Source data:

____________________

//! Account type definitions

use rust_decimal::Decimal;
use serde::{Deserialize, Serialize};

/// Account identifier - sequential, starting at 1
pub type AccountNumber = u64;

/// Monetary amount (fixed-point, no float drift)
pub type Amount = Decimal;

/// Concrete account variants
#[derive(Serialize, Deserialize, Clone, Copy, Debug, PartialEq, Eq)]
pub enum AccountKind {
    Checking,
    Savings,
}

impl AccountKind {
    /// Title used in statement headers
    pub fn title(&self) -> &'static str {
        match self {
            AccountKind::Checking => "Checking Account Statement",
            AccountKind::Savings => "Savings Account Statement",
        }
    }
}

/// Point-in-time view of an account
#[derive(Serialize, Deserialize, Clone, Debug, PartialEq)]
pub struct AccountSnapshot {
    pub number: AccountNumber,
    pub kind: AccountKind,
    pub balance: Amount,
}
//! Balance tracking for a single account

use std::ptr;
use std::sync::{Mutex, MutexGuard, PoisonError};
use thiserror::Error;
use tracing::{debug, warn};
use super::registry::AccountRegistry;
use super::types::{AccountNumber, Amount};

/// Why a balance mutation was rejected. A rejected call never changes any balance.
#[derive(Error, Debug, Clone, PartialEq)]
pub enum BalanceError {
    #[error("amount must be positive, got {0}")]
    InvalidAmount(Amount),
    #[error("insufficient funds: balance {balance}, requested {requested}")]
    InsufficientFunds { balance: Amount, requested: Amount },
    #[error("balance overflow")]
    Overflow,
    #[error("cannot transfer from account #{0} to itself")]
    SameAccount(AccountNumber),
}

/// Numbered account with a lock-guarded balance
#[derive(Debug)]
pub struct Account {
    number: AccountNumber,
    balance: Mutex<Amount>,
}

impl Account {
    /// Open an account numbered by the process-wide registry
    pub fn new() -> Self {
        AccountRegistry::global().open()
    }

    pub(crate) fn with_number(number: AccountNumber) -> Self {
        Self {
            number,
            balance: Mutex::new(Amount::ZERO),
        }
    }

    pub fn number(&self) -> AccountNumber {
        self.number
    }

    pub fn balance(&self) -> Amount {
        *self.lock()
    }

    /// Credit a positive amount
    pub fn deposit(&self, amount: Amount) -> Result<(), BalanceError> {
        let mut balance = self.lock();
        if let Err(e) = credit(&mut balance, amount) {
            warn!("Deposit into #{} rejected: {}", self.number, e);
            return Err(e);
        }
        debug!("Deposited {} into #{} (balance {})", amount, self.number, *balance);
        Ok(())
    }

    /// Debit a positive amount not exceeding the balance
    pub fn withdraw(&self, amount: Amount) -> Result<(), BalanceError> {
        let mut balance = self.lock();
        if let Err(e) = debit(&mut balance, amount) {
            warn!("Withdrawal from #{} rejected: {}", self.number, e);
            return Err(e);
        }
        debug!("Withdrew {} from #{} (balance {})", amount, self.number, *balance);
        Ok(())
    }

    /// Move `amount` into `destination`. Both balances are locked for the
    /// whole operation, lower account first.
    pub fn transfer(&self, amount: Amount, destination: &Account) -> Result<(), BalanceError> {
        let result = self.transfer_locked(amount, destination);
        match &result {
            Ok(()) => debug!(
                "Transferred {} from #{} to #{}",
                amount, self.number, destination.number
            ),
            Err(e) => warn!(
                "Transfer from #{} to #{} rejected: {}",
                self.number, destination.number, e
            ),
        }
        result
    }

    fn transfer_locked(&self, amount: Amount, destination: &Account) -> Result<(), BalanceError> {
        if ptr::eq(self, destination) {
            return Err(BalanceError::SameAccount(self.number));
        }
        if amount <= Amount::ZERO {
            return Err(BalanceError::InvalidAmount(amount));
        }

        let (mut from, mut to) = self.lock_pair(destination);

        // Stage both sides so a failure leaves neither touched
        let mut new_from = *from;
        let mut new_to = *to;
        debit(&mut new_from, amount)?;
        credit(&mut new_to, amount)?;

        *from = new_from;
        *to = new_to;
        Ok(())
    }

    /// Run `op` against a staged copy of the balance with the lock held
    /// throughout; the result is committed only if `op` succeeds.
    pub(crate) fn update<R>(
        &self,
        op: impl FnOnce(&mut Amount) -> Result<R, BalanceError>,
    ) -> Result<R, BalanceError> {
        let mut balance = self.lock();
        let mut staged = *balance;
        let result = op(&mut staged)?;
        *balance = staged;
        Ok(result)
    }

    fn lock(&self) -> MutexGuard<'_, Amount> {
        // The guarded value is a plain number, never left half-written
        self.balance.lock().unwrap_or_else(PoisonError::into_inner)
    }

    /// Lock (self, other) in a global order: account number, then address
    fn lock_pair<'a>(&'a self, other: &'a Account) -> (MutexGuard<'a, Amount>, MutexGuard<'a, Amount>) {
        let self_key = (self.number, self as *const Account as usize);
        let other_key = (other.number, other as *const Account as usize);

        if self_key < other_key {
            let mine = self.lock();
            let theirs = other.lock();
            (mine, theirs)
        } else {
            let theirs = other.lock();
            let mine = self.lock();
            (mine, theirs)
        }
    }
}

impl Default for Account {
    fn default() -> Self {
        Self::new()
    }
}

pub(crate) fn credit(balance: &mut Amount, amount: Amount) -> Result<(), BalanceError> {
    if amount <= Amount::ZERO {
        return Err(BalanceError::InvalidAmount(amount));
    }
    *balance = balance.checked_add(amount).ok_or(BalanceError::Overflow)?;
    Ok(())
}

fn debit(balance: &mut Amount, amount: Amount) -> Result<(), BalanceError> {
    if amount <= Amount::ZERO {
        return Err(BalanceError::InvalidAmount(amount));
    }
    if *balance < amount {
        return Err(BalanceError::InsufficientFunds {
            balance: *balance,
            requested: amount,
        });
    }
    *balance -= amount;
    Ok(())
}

____________________

Give back all of the entries above, unchanged in every word.

//! Account type definitions

use rust_decimal::Decimal;
use serde::{Deserialize, Serialize};

/// Account identifier - sequential, starting at 1
pub type AccountNumber = u64;

/// Monetary amount (fixed-point, no float drift)
pub type Amount = Decimal;

/// Concrete account variants
#[derive(Serialize, Deserialize, Clone, Copy, Debug, PartialEq, Eq)]
pub enum AccountKind {
    Checking,
    Savings,
}

impl AccountKind {
    /// Title used in statement headers
    pub fn title(&self) -> &'static str {
        match self {
            AccountKind::Checking => "Checking Account Statement",
            AccountKind::Savings => "Savings Account Statement",
        }
    }
}

/// Point-in-time view of an account
#[derive(Serialize, Deserialize, Clone, Debug, PartialEq)]
pub struct AccountSnapshot {
    pub number: AccountNumber,
    pub kind: AccountKind,
    pub balance: Amount,
}
//! Balance tracking for a single account

use std::ptr;
use std::sync::{Mutex, MutexGuard, PoisonError};
use thiserror::Error;
use tracing::{debug, warn};
use super::registry::AccountRegistry;
use super::types::{AccountNumber, Amount};

/// Why a balance mutation was rejected. A rejected call never changes any balance.
#[derive(Error, Debug, Clone, PartialEq)]
pub enum BalanceError {
    #[error("amount must be positive, got {0}")]
    InvalidAmount(Amount),
    #[error("insufficient funds: balance {balance}, requested {requested}")]
    InsufficientFunds { balance: Amount, requested: Amount },
    #[error("balance overflow")]
    Overflow,
    #[error("cannot transfer from account #{0} to itself")]
    SameAccount(AccountNumber),
}

/// Numbered account with a lock-guarded balance
#[derive(Debug)]
pub struct Account {
    number: AccountNumber,
    balance: Mutex<Amount>,
}

impl Account {
    /// Open an account numbered by the process-wide registry
    pub fn new() -> Self {
        AccountRegistry::global().open()
    }

    pub(crate) fn with_number(number: AccountNumber) -> Self {
        Self {
            number,
            balance: Mutex::new(Amount::ZERO),
        }
    }

    pub fn number(&self) -> AccountNumber {
        self.number
    }

    pub fn balance(&self) -> Amount {
        *self.lock()
    }

    /// Credit a positive amount
    pub fn deposit(&self, amount: Amount) -> Result<(), BalanceError> {
        let mut balance = self.lock();
        if let Err(e) = credit(&mut balance, amount) {
            warn!("Deposit into #{} rejected: {}", self.number, e);
            return Err(e);
        }
        debug!("Deposited {} into #{} (balance {})", amount, self.number, *balance);
        Ok(())
    }

    /// Debit a positive amount not exceeding the balance
    pub fn withdraw(&self, amount: Amount) -> Result<(), BalanceError> {
        let mut balance = self.lock();
        if let Err(e) = debit(&mut balance, amount) {
            warn!("Withdrawal from #{} rejected: {}", self.number, e);
            return Err(e);
        }
        debug!("Withdrew {} from #{} (balance {})", amount, self.number, *balance);
        Ok(())
    }

    /// Move `amount` into `destination`. Both balances are locked for the
    /// whole operation, lower account first.
    pub fn transfer(&self, amount: Amount, destination: &Account) -> Result<(), BalanceError> {
        let result = self.transfer_locked(amount, destination);
        match &result {
            Ok(()) => debug!(
                "Transferred {} from #{} to #{}",
                amount, self.number, destination.number
            ),
            Err(e) => warn!(
                "Transfer from #{} to #{} rejected: {}",
                self.number, destination.number, e
            ),
        }
        result
    }

    fn transfer_locked(&self, amount: Amount, destination: &Account) -> Result<(), BalanceError> {
        if ptr::eq(self, destination) {
            return Err(BalanceError::SameAccount(self.number));
        }
        if amount <= Amount::ZERO {
            return Err(BalanceError::InvalidAmount(amount));
        }

        let (mut from, mut to) = self.lock_pair(destination);

        // Stage both sides so a failure leaves neither touched
        let mut new_from = *from;
        let mut new_to = *to;
        debit(&mut new_from, amount)?;
        credit(&mut new_to, amount)?;

        *from = new_from;
        *to = new_to;
        Ok(())
    }

    /// Run `op` against a staged copy of the balance with the lock held
    /// throughout; the result is committed only if `op` succeeds.
    pub(crate) fn update<R>(
        &self,
        op: impl FnOnce(&mut Amount) -> Result<R, BalanceError>,
    ) -> Result<R, BalanceError> {
        let mut balance = self.lock();
        let mut staged = *balance;
        let result = op(&mut staged)?;
        *balance = staged;
        Ok(result)
    }

    fn lock(&self) -> MutexGuard<'_, Amount> {
        // The guarded value is a plain number, never left half-written
        self.balance.lock().unwrap_or_else(PoisonError::into_inner)
    }

    /// Lock (self, other) in a global order: account number, then address
    fn lock_pair<'a>(&'a self, other: &'a Account) -> (MutexGuard<'a, Amount>, MutexGuard<'a, Amount>) {
        let self_key = (self.number, self as *const Account as usize);
        let other_key = (other.number, other as *const Account as usize);

        if self_key < other_key {
            let mine = self.lock();
            let theirs = other.lock();
            (mine, theirs)
        } else {
            let theirs = other.lock();
            let mine = self.lock();
            (mine, theirs)
        }
    }
}

impl Default for Account {
    fn default() -> Self {
        Self::new()
    }
}

pub(crate) fn credit(balance: &mut Amount, amount: Amount) -> Result<(), BalanceError> {
    if amount <= Amount::ZERO {
        return Err(BalanceError::InvalidAmount(amount));
    }
    *balance = balance.checked_add(amount).ok_or(BalanceError::Overflow)?;
    Ok(())
}

fn debit(balance: &mut Amount, amount: Amount) -> Result<(), BalanceError> {
    if amount <= Amount::ZERO {
        return Err(BalanceError::InvalidAmount(amount));
    }
    if *balance < amount {
        return Err(BalanceError::InsufficientFunds {
            balance: *balance,
            requested: amount,
        });
    }
    *balance -= amount;
    Ok(())
}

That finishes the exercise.